Older parts had a chance out after not too long, though we’re thinking its pretty hard on Casey to be giving up her time with Dr. M. She knows more about sharing than most her age, but it’s difficult for her nonetheless. We’ve seen that also in her relationship with our friend. Nothing to do, but encourage her in the part that people don’t go away for too long and there’s always help around the next corner. And, yes ... it’s ok to have favorites!

Not too sure what all was talked about. I know a good part of it was centered on our friend. I think the system has been feeling neglected by him and has been having feelings about this. Basically, he is only seen about 2-3 hours a week and sometimes that doesn’t seem enough to keep a friendship up to date. There really is not alot of other personal contact.Wouldn’t be so bad, but we have so few relationships ... we put a lot of stock in just this one. We’re trying to tame our ambition.

We’ll get a chance to go out to dinner tonight. Although, we’ve known our friend about 10 years, we’ve only turned him down for a night out 2-3 times. We did that on Saturday night. We were pretty indignant. We’ll have to work through what that experience entailed. Or not, maybe water under the dam? Hmm, probably not :) We’re like that you know? There are still hurt feelings involved. We won’t accept becoming a casual friend without a fight!

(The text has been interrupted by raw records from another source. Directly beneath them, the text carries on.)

//! Core error types for the study goals engine.
//!
//! This module defines database-agnostic error types. Storage-specific errors
//! (from Diesel, SQLite, etc.) are converted to these types by the storage layer.

use chrono::ParseError as ChronoParseError;
use thiserror::Error;

use crate::activities::ActivityError;
use crate::goals::GoalError;

/// Type alias for Result using our Error type.
pub type Result<T> = std::result::Result<T, Error>;

/// Root error type for the goals engine.
///
/// Database-specific errors are wrapped in string form to keep this type
/// database-agnostic.
#[derive(Error, Debug)]
pub enum Error {
    #[error("Database operation failed: {0}")]
    Database(#[from] DatabaseError),

    #[error("Input validation failed: {0}")]
    Validation(#[from] ValidationError),

    #[error("Goal error: {0}")]
    Goal(#[from] GoalError),

    #[error("Activity error: {0}")]
    Activity(#[from] ActivityError),

    #[error("Invalid configuration value: {0}")]
    InvalidConfigValue(String),

    #[error("Unexpected error: {0}")]
    Unexpected(String),
}

impl Error {
    /// True for errors callers should surface as an invalid-argument failure.
    pub fn is_invalid_argument(&self) -> bool {
        matches!(self, Error::Validation(_))
    }

    /// True when the addressed goal does not exist for the owner.
    pub fn is_not_found(&self) -> bool {
        matches!(
            self,
            Error::Goal(GoalError::NotFound(_)) | Error::Database(DatabaseError::NotFound(_))
        )
    }

    /// True when the caller is not the owner of the addressed goal.
    pub fn is_permission_denied(&self) -> bool {
        matches!(self, Error::Goal(GoalError::PermissionDenied { .. }))
    }
}

/// Database-agnostic error type for storage operations.
///
/// This enum uses `String` for all error details, allowing the storage layer
/// to convert storage-specific errors (Diesel, SQLite, etc.) into this format.
#[derive(Error, Debug)]
pub enum DatabaseError {
    /// Failed to establish a database connection.
    #[error("Failed to connect to database: {0}")]
    ConnectionFailed(String),

    /// Failed to create or configure the connection pool.
    #[error("Failed to create database pool: {0}")]
    PoolCreationFailed(String),

    /// A database query failed to execute.
    #[error("Database query failed: {0}")]
    QueryFailed(String),

    /// The requested record was not found.
    #[error("Record not found: {0}")]
    NotFound(String),

    /// A unique constraint was violated (e.g., duplicate key).
    #[error("Unique constraint violation: {0}")]
    UniqueViolation(String),

    /// A foreign key constraint was violated.
    #[error("Foreign key violation: {0}")]
    ForeignKeyViolation(String),

    /// A database transaction failed.
    #[error("Transaction failed: {0}")]
    TransactionFailed(String),

    /// Database migration failed.
    #[error("Database migration failed: {0}")]
    MigrationFailed(String),

    /// Internal/unexpected database error.
    #[error("Internal database error: {0}")]
    Internal(String),
}

/// Validation errors for user input and data parsing.
#[derive(Error, Debug)]
pub enum ValidationError {
    #[error("Invalid input: {0}")]
    InvalidInput(String),

    #[error("Required field '{0}' is missing")]
    MissingField(String),

    #[error("Unknown goal type: {0}")]
    UnknownGoalType(String),

    #[error("Target value must be greater than zero (got {0})")]
    NonPositiveTarget(f64),

    #[error("Window start {start} is after window end {end}")]
    InvalidWindow { start: String, end: String },

    #[error("Failed to parse date/time: {0}")]
    DateTimeParse(#[from] ChronoParseError),
}

impl From<serde_json::Error> for Error {
    fn from(err: serde_json::Error) -> Self {
        Error::Validation(ValidationError::InvalidInput(err.to_string()))
    }
}

impl From<ChronoParseError> for Error {
    fn from(err: ChronoParseError) -> Self {
        Error::Validation(ValidationError::DateTimeParse(err))
    }
}

impl From<Error> for String {
    fn from(err: Error) -> Self {
        err.to_string()
    }
}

There was one other part of the conversation that is being somewhat held this morning. I’m doubting that we will be able to convey it here any better than we did with the good Dr. I don’t know ... maybe it is a general form of the process of taking stock in one’s life. But, we’ve been having some pretty strong feelings in the relationship to Dr. M. of late. We fell just short of thinking of him as the "perfect" person. Maybe this is common in a lot of therapeutic relationships. It doesn’t feel common.

We admitted that in all the years with him ... We’re coming up to the fifth ... the worse complaint we’ve ever had with him, is that sometimes he’s just too happy! Yeah, I know ... a far from critical response of the man. Hehe. One of the aspects noted was that the boundaries between us are so well established. I think this is centered around his ability and ours to be respectful of the other. I don’t think this happens between people as often as it should.

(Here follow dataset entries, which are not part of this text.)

//! Goals domain models.

use std::fmt;
use std::str::FromStr;

use chrono::{DateTime, NaiveDate, Utc};
use serde::{Deserialize, Deserializer, Serialize};

use crate::activities::Incidence;
use crate::goals::goals_errors::GoalError;

/// What a goal measures.
#[derive(Debug, Clone, Copy, PartialEq, Eq, Hash, Serialize, Deserialize)]
#[serde(rename_all = "snake_case")]
pub enum GoalType {
    Hours,
    Questions,
    MockExams,
    Topics,
    Streak,
    Performance,
}

impl GoalType {
    pub const ALL: [GoalType; 6] = [
        GoalType::Hours,
        GoalType::Questions,
        GoalType::MockExams,
        GoalType::Topics,
        GoalType::Streak,
        GoalType::Performance,
    ];

    pub fn as_str(&self) -> &'static str {
        match self {
            GoalType::Hours => "hours",
            GoalType::Questions => "questions",
            GoalType::MockExams => "mock_exams",
            GoalType::Topics => "topics",
            GoalType::Streak => "streak",
            GoalType::Performance => "performance",
        }
    }
}

impl fmt::Display for GoalType {
    fn fmt(&self, f: &mut fmt::Formatter<'_>) -> fmt::Result {
        f.write_str(self.as_str())
    }
}

impl FromStr for GoalType {
    type Err = String;

    fn from_str(s: &str) -> Result<Self, Self::Err> {
        GoalType::ALL
            .into_iter()
            .find(|t| t.as_str() == s.trim())
            .ok_or_else(|| s.to_string())
    }
}

/// Lifecycle state of a goal. Every state but `Active` is terminal.
#[derive(Debug, Clone, Copy, PartialEq, Eq, Hash, Serialize, Deserialize)]
#[serde(rename_all = "snake_case")]
pub enum GoalStatus {
    Active,
    Completed,
    Expired,
    Cancelled,
}

impl GoalStatus {
    pub fn as_str(&self) -> &'static str {
        match self {
            GoalStatus::Active => "active",
            GoalStatus::Completed => "completed",
            GoalStatus::Expired => "expired",
            GoalStatus::Cancelled => "cancelled",
        }
    }

    pub fn is_terminal(&self) -> bool {
        !matches!(self, GoalStatus::Active)
    }

    /// Active moves to any terminal state; terminal states only go back via reopen.
    pub fn can_transition_to(&self, next: GoalStatus) -> bool {
        matches!(
            (self, next),
            (GoalStatus::Active, GoalStatus::Completed)
                | (GoalStatus::Active, GoalStatus::Expired)
                | (GoalStatus::Active, GoalStatus::Cancelled)
                | (GoalStatus::Completed, GoalStatus::Active)
                | (GoalStatus::Expired, GoalStatus::Active)
                | (GoalStatus::Cancelled, GoalStatus::Active)
        )
    }
}

impl fmt::Display for GoalStatus {
    fn fmt(&self, f: &mut fmt::Formatter<'_>) -> fmt::Result {
        f.write_str(self.as_str())
    }
}

impl FromStr for GoalStatus {
    type Err = String;

    fn from_str(s: &str) -> Result<Self, Self::Err> {
        match s {
            "active" => Ok(GoalStatus::Active),
            "completed" => Ok(GoalStatus::Completed),
            "expired" => Ok(GoalStatus::Expired),
            "cancelled" => Ok(GoalStatus::Cancelled),
            other => Err(other.to_string()),
        }
    }
}

/// The three shapes a goal record can take.
#[derive(Debug, Clone, Copy, PartialEq, Eq)]
pub enum GoalKind {
    /// A plain goal with its own window.
    Standalone,
    /// The non-progressing parent of a daily recurring goal.
    Template,
    /// One day of a recurring goal.
    Instance,
}

/// Inclusive range of calendar days a goal aggregates over.
#[derive(Debug, Clone, Copy, PartialEq, Eq, Serialize, Deserialize)]
#[serde(rename_all = "camelCase")]
pub struct DateWindow {
    pub start: NaiveDate,
    pub end: NaiveDate,
}

impl DateWindow {
    pub fn new(start: NaiveDate, end: NaiveDate) -> Self {
        DateWindow { start, end }
    }

    pub fn single_day(day: NaiveDate) -> Self {
        DateWindow {
            start: day,
            end: day,
        }
    }

    pub fn contains(&self, day: NaiveDate) -> bool {
        self.start <= day && day <= self.end
    }

    pub fn is_valid(&self) -> bool {
        self.start <= self.end
    }
}

/// Narrowing applied by Questions, Performance and Topics goals.
#[derive(Debug, Clone, Default, PartialEq, Eq, Serialize, Deserialize)]
#[serde(rename_all = "camelCase")]
pub struct GoalFilters {
    pub subject: Option<String>,
    pub incidence: Option<Incidence>,
}

/// Domain model representing a study goal.
#[derive(Debug, Clone, Serialize, Deserialize, PartialEq)]
#[serde(rename_all = "camelCase")]
pub struct Goal {
    pub id: String,
    pub owner_id: String,
    pub goal_type: GoalType,
    pub name: String,
    pub description: Option<String>,
    pub target_value: f64,
    pub current_value: f64,
    pub unit: String,
    pub recurring: bool,
    pub parent_goal_id: Option<String>,
    pub reference_date: Option<NaiveDate>,
    pub window_start: NaiveDate,
    pub window_end: NaiveDate,
    pub filter_subject: Option<String>,
    pub filter_incidence: Option<Incidence>,
    pub status: GoalStatus,
    pub completed_at: Option<DateTime<Utc>>,
    pub created_by: Option<String>,
    pub created_at: DateTime<Utc>,
    pub updated_at: DateTime<Utc>,
    /// Optimistic-concurrency token, bumped by every stored update.
    pub version: i32,
}

impl Goal {
    /// Shape of this record, or `None` if the fields are inconsistent
    /// (e.g. a parent id without a reference date).
    pub fn shape(&self) -> Option<GoalKind> {
        match (
            self.parent_goal_id.is_some(),
            self.reference_date.is_some(),
            self.recurring,
        ) {
            (false, false, false) => Some(GoalKind::Standalone),
            (false, false, true) => Some(GoalKind::Template),
            (true, true, _) => Some(GoalKind::Instance),
            _ => None,
        }
    }

    /// Like [`Goal::shape`], but reports an inconsistent record as an error.
    pub fn checked_shape(&self) -> Result<GoalKind, GoalError> {
        self.shape().ok_or_else(|| GoalError::InvalidShape {
            goal_id: self.id.clone(),
            reason: format!(
                "inconsistent shape (recurring={}, parent={:?}, referenceDate={:?})",
                self.recurring, self.parent_goal_id, self.reference_date
            ),
        })
    }

    /// Shape of a goal already checked on load; repositories reject records
    /// whose [`Goal::shape`] is `None`.
    pub fn kind(&self) -> GoalKind {
        self.shape().unwrap_or(GoalKind::Standalone)
    }

    pub fn is_template(&self) -> bool {
        self.kind() == GoalKind::Template
    }

    pub fn is_active(&self) -> bool {
        self.status == GoalStatus::Active
    }

    pub fn has_reached_target(&self) -> bool {
        self.current_value >= self.target_value
    }

    pub fn window(&self) -> DateWindow {
        DateWindow::new(self.window_start, self.window_end)
    }

    pub fn filters(&self) -> GoalFilters {
        GoalFilters {
            subject: self.filter_subject.clone(),
            incidence: self.filter_incidence,
        }
    }
}

/// Input model for creating a new goal
#[derive(Serialize, Deserialize, Debug, Clone, Default)]
#[serde(rename_all = "camelCase")]
pub struct NewGoal {
    pub id: Option<String>,
    /// Parsed into [`GoalType`] during validation.
    pub goal_type: String,
    pub name: String,
    pub description: Option<String>,
    pub target_value: f64,
    pub unit: Option<String>,
    #[serde(default)]
    pub recurring: bool,
    pub window_start: Option<NaiveDate>,
    pub window_end: Option<NaiveDate>,
    pub filter_subject: Option<String>,
    pub filter_incidence: Option<Incidence>,
    pub created_by: Option<String>,
}

/// Partial update of a goal. `None` leaves a field untouched; an empty
/// string clears `description` or `filter_subject`, and `Some(None)`
/// (`"filterIncidence": null` on the wire) clears `filter_incidence`.
#[derive(Serialize, Deserialize, Debug, Clone, Default)]
#[serde(rename_all = "camelCase")]
pub struct GoalUpdate {
    pub name: Option<String>,
    pub description: Option<String>,
    pub target_value: Option<f64>,
    pub unit: Option<String>,
    pub window_start: Option<NaiveDate>,
    pub window_end: Option<NaiveDate>,
    pub filter_subject: Option<String>,
    #[serde(
        default,
        deserialize_with = "present_or_null",
        skip_serializing_if = "Option::is_none"
    )]
    pub filter_incidence: Option<Option<Incidence>>,
    /// When set, the update is rejected unless it matches the stored version.
    pub expected_version: Option<i32>,
}

// A present field, null included, deserializes to `Some`.
fn present_or_null<'de, D, T>(deserializer: D) -> Result<Option<Option<T>>, D::Error>
where
    D: Deserializer<'de>,
    T: Deserialize<'de>,
{
    Option::<T>::deserialize(deserializer).map(Some)
}

/// Outcome of a caller-supplied progress push.
#[derive(Debug, Clone, Copy, PartialEq, Serialize, Deserialize)]
#[serde(rename_all = "camelCase")]
pub struct ProgressUpdate {
    pub completed: bool,
    pub current_value: f64,
}

/// Outcome of an expiration sweep.
#[derive(Debug, Clone, Copy, PartialEq, Eq, Serialize, Deserialize)]
#[serde(rename_all = "camelCase")]
pub struct SweepResult {
    pub expired_count: usize,
}

/// Outcome of materializing a day of a recurring goal.
#[derive(Debug, Clone, PartialEq, Serialize, Deserialize)]
#[serde(rename_all = "camelCase")]
pub struct RolloverResult {
    pub instance: Goal,
    /// False when the instance for that day already existed.
    pub created: bool,
}

/// A freshly created recurring goal.
#[derive(Debug, Clone, PartialEq, Serialize, Deserialize)]
#[serde(rename_all = "camelCase")]
pub struct SpawnedRecurringGoal {
    pub template: Goal,
    pub first_instance: Goal,
}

When I’m with him ... and now days, even when we’re not ... we feel like we are an important person. Not more so than others, but definitely, not less so. We have the impression that he’s highly sought after as a counselor from most his patients. The time is spent with each would be undividedly. He’s set the bar high for many of our other relationships. Think this is part of the problem between our relationship to our friend. It’s not fair to him to be comparing the two relationships, but if you’ve ever really been listened too and understood, you know the feeling and never want to go back to anything less.

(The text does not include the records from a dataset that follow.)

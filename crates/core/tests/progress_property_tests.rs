//! Property-based integration tests for progress computation and completion.
//!
//! These tests verify that universal properties hold across all valid inputs,
//! using the `proptest` crate for random test case generation.

use chrono::{Duration, NaiveDate, TimeZone, Utc};
use proptest::prelude::*;
use std::collections::HashSet;
use studygoals_core::activities::{
    ActivitySnapshot, Incidence, RawExamRecord, RawStudySession, RawTopicCompletion,
};
use studygoals_core::goals::{
    DateWindow, Goal, GoalFilters, GoalStatus, GoalType, LifecycleSupervisor, ProgressCalculator,
};
use studygoals_core::utils::time_utils::DEFAULT_STUDY_TZ;

// =============================================================================
// Generators
// =============================================================================

fn base_day() -> NaiveDate {
    NaiveDate::from_ymd_opt(2024, 3, 1).unwrap()
}

/// Generates a session within the first 30 days of March 2024.
fn arb_session() -> impl Strategy<Value = RawStudySession> {
    (
        "[a-f0-9]{8}",
        0i64..30,
        0.0f64..240.0,
        0i64..80,
        prop_oneof![
            Just(None),
            Just(Some("matematica".to_string())),
            Just(Some("biologia".to_string())),
        ],
    )
        .prop_map(|(id, offset, minutes, attempted, subject)| RawStudySession {
            id,
            session_date: Some(base_day() + Duration::days(offset)),
            minutes: Some(minutes),
            questions_attempted: Some(attempted),
            questions_correct: Some(attempted / 2),
            subject,
        })
}

fn arb_session_log() -> impl Strategy<Value = Vec<RawStudySession>> {
    prop::collection::vec(arb_session(), 0..40)
}

fn per_subject_json(math: Option<i64>, biology: Option<i64>) -> Option<String> {
    let entries: Vec<String> = [("matematica", math), ("biologia", biology)]
        .iter()
        .filter_map(|(subject, count)| count.map(|c| format!("\"{}\": {}", subject, c)))
        .collect();
    if entries.is_empty() {
        None
    } else {
        Some(format!("{{{}}}", entries.join(", ")))
    }
}

/// Generates a mock exam, sometimes without a per-subject breakdown.
fn arb_exam() -> impl Strategy<Value = RawExamRecord> {
    (
        "[a-f0-9]{8}",
        0i64..30,
        0i64..90,
        prop::option::of(0i64..45),
        prop::option::of(0i64..45),
    )
        .prop_map(|(id, offset, total, math, biology)| RawExamRecord {
            id,
            exam_date: Some(base_day() + Duration::days(offset)),
            total_correct: Some(total),
            per_subject_correct: per_subject_json(math, biology),
        })
}

/// Generates a topic completion at any hour, so some fall on a different
/// local day than their UTC day. Topic ids repeat to exercise de-duplication.
fn arb_topic() -> impl Strategy<Value = RawTopicCompletion> {
    (
        "[a-f0-9]{8}",
        0u8..8,
        0i64..30,
        0i64..(24 * 60),
        prop_oneof![
            Just(None),
            Just(Some("alta".to_string())),
            Just(Some("media".to_string())),
            Just(Some("baixa".to_string())),
        ],
        prop_oneof![Just(Some(true)), Just(Some(false)), Just(None)],
    )
        .prop_map(|(id, topic, offset, minute, incidence, completed)| {
            let midnight = Utc.with_ymd_and_hms(2024, 3, 1, 0, 0, 0).unwrap();
            RawTopicCompletion {
                id,
                topic_id: Some(format!("topico-{}", topic)),
                completed_at: Some(midnight + Duration::days(offset) + Duration::minutes(minute)),
                incidence,
                completed,
            }
        })
}

#[derive(Debug, Clone)]
struct ActivityLog {
    sessions: Vec<RawStudySession>,
    exams: Vec<RawExamRecord>,
    topics: Vec<RawTopicCompletion>,
}

impl ActivityLog {
    fn snapshot(self) -> ActivitySnapshot {
        ActivitySnapshot::ingest(self.sessions, self.exams, self.topics)
    }
}

fn arb_activity_log() -> impl Strategy<Value = ActivityLog> {
    (
        arb_session_log(),
        prop::collection::vec(arb_exam(), 0..15),
        prop::collection::vec(arb_topic(), 0..30),
    )
        .prop_map(|(sessions, exams, topics)| ActivityLog {
            sessions,
            exams,
            topics,
        })
}

/// A log paired with a copy whose three sources are each reordered.
fn arb_log_and_reordered() -> impl Strategy<Value = (ActivityLog, ActivityLog)> {
    arb_activity_log().prop_flat_map(|log| {
        let original = log.clone();
        (
            Just(log.sessions).prop_shuffle(),
            Just(log.exams).prop_shuffle(),
            Just(log.topics).prop_shuffle(),
        )
            .prop_map(move |(sessions, exams, topics)| {
                (
                    original.clone(),
                    ActivityLog {
                        sessions,
                        exams,
                        topics,
                    },
                )
            })
    })
}

fn arb_goal_type() -> impl Strategy<Value = GoalType> {
    prop_oneof![
        Just(GoalType::Hours),
        Just(GoalType::Questions),
        Just(GoalType::MockExams),
        Just(GoalType::Topics),
        Just(GoalType::Streak),
        Just(GoalType::Performance),
    ]
}

fn arb_filters() -> impl Strategy<Value = GoalFilters> {
    (
        prop_oneof![
            Just(None),
            Just(Some("matematica".to_string())),
            Just(Some("biologia".to_string())),
        ],
        prop_oneof![
            Just(None),
            Just(Some(Incidence::High)),
            Just(Some(Incidence::Medium)),
            Just(Some(Incidence::Low)),
        ],
    )
        .prop_map(|(subject, incidence)| GoalFilters { subject, incidence })
}

fn arb_session_type() -> impl Strategy<Value = GoalType> {
    prop_oneof![
        Just(GoalType::Hours),
        Just(GoalType::Questions),
        Just(GoalType::Streak),
    ]
}

fn snapshot(sessions: Vec<RawStudySession>) -> ActivitySnapshot {
    ActivitySnapshot::ingest(sessions, Vec::new(), Vec::new())
}

fn active_goal(target: f64) -> Goal {
    let at = Utc.with_ymd_and_hms(2024, 3, 1, 12, 0, 0).unwrap();
    Goal {
        id: "g1".to_string(),
        owner_id: "student-1".to_string(),
        goal_type: GoalType::Questions,
        name: "Questões".to_string(),
        description: None,
        target_value: target,
        current_value: 0.0,
        unit: "questões".to_string(),
        recurring: false,
        parent_goal_id: None,
        reference_date: None,
        window_start: base_day(),
        window_end: base_day() + Duration::days(30),
        filter_subject: None,
        filter_incidence: None,
        status: GoalStatus::Active,
        completed_at: None,
        created_by: None,
        created_at: at,
        updated_at: at,
        version: 1,
    }
}

// =============================================================================
// Properties
// =============================================================================

proptest! {
    /// Reordering any activity source never changes the computed value,
    /// whatever the goal type and filters.
    #[test]
    fn prop_progress_ignores_record_order(
        (log, reordered) in arb_log_and_reordered(),
        goal_type in arb_goal_type(),
        filters in arb_filters(),
        start in 0i64..30,
        len in 0i64..30,
    ) {
        let calc = ProgressCalculator::new(DEFAULT_STUDY_TZ);
        let window_start = base_day() + Duration::days(start);
        let window = DateWindow::new(window_start, window_start + Duration::days(len));
        let today = base_day() + Duration::days(29);

        let a = calc.compute(goal_type, window, &filters, &log.snapshot(), today);
        let b = calc.compute(goal_type, window, &filters, &reordered.snapshot(), today);
        prop_assert_eq!(a, b);
    }

    /// An incidence filter can only narrow the set of completed topics.
    #[test]
    fn prop_incidence_filter_narrows(
        log in arb_activity_log(),
        incidence in prop_oneof![Just(Incidence::High), Just(Incidence::Medium), Just(Incidence::Low)],
    ) {
        let calc = ProgressCalculator::new(DEFAULT_STUDY_TZ);
        let window = DateWindow::new(base_day(), base_day() + Duration::days(29));
        let today = base_day() + Duration::days(29);
        let filtered = GoalFilters { subject: None, incidence: Some(incidence) };
        let snapshot = log.snapshot();

        let all = calc.compute(GoalType::Topics, window, &GoalFilters::default(), &snapshot, today);
        let narrowed = calc.compute(GoalType::Topics, window, &filtered, &snapshot, today);
        prop_assert!(narrowed <= all);
    }

    /// Computed values are never negative and streaks never exceed the
    /// number of distinct study days.
    #[test]
    fn prop_progress_is_bounded(
        log in arb_session_log(),
        goal_type in arb_session_type(),
        today_offset in 0i64..30,
    ) {
        let calc = ProgressCalculator::new(DEFAULT_STUDY_TZ);
        let window = DateWindow::new(base_day(), base_day() + Duration::days(29));
        let today = base_day() + Duration::days(today_offset);
        let distinct_days: HashSet<_> = log.iter().filter_map(|s| s.session_date).collect();
        let studied_today = distinct_days.contains(&today);

        let value = calc.compute(goal_type, window, &GoalFilters::default(), &snapshot(log), today);
        prop_assert!(value >= 0.0);
        if goal_type == GoalType::Streak {
            prop_assert!(value <= distinct_days.len() as f64);
            prop_assert_eq!(value == 0.0, !studied_today);
        }
    }

    /// A subject filter can only narrow the question count.
    #[test]
    fn prop_subject_filter_narrows(log in arb_session_log()) {
        let calc = ProgressCalculator::new(DEFAULT_STUDY_TZ);
        let window = DateWindow::new(base_day(), base_day() + Duration::days(29));
        let today = base_day() + Duration::days(29);
        let filtered = GoalFilters { subject: Some("matematica".to_string()), incidence: None };

        let all = calc.compute(GoalType::Questions, window, &GoalFilters::default(), &snapshot(log.clone()), today);
        let math = calc.compute(GoalType::Questions, window, &filtered, &snapshot(log), today);
        prop_assert!(math <= all);
    }

    /// An Active goal is completed exactly when its value reaches the target.
    #[test]
    fn prop_completion_matches_target(target in 0.1f64..500.0, value in 0.0f64..1000.0) {
        let now = Utc.with_ymd_and_hms(2024, 3, 10, 15, 0, 0).unwrap();
        let mut goal = active_goal(target);

        let completed = LifecycleSupervisor::apply_progress(&mut goal, value, now);
        prop_assert_eq!(completed, value >= target);
        prop_assert_eq!(goal.status == GoalStatus::Completed, value >= target);
        prop_assert_eq!(goal.completed_at.is_some(), value >= target);
    }
}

We’re trying to get past the gushing part of our feelings. We’re guessing that you all must get tired of hearing about our relationships ... as limited as they are in number. I don’t think though, that I was ever interested in knowing a great number of people. We’re far more likely to be concentrating on the few great relationships that are out there. Pretty much for now, we’re focused on only Dr. M., our oldest son, Sr. Tess, our friend, and you all. Pretty chummy group ... I think besides Dr. M., that you all know us "persona grata" better than most.

There are of course other relationships ... like the other two sons, co-workers, clients, service providers and such, it’s just that these others don’t feel as intricately woven into our immediate attention as do you all. Maybe one day ... but, maybe it will never happen. It’s hard to tell. I think its important we feel good about the relationships that do connect. And, its not that we’re not connecting. Each of these other people I come in contact with each day something happens ... most changes are so incrementally small, that one would need a microscope to capture their essences. Think this is the way life happens in general.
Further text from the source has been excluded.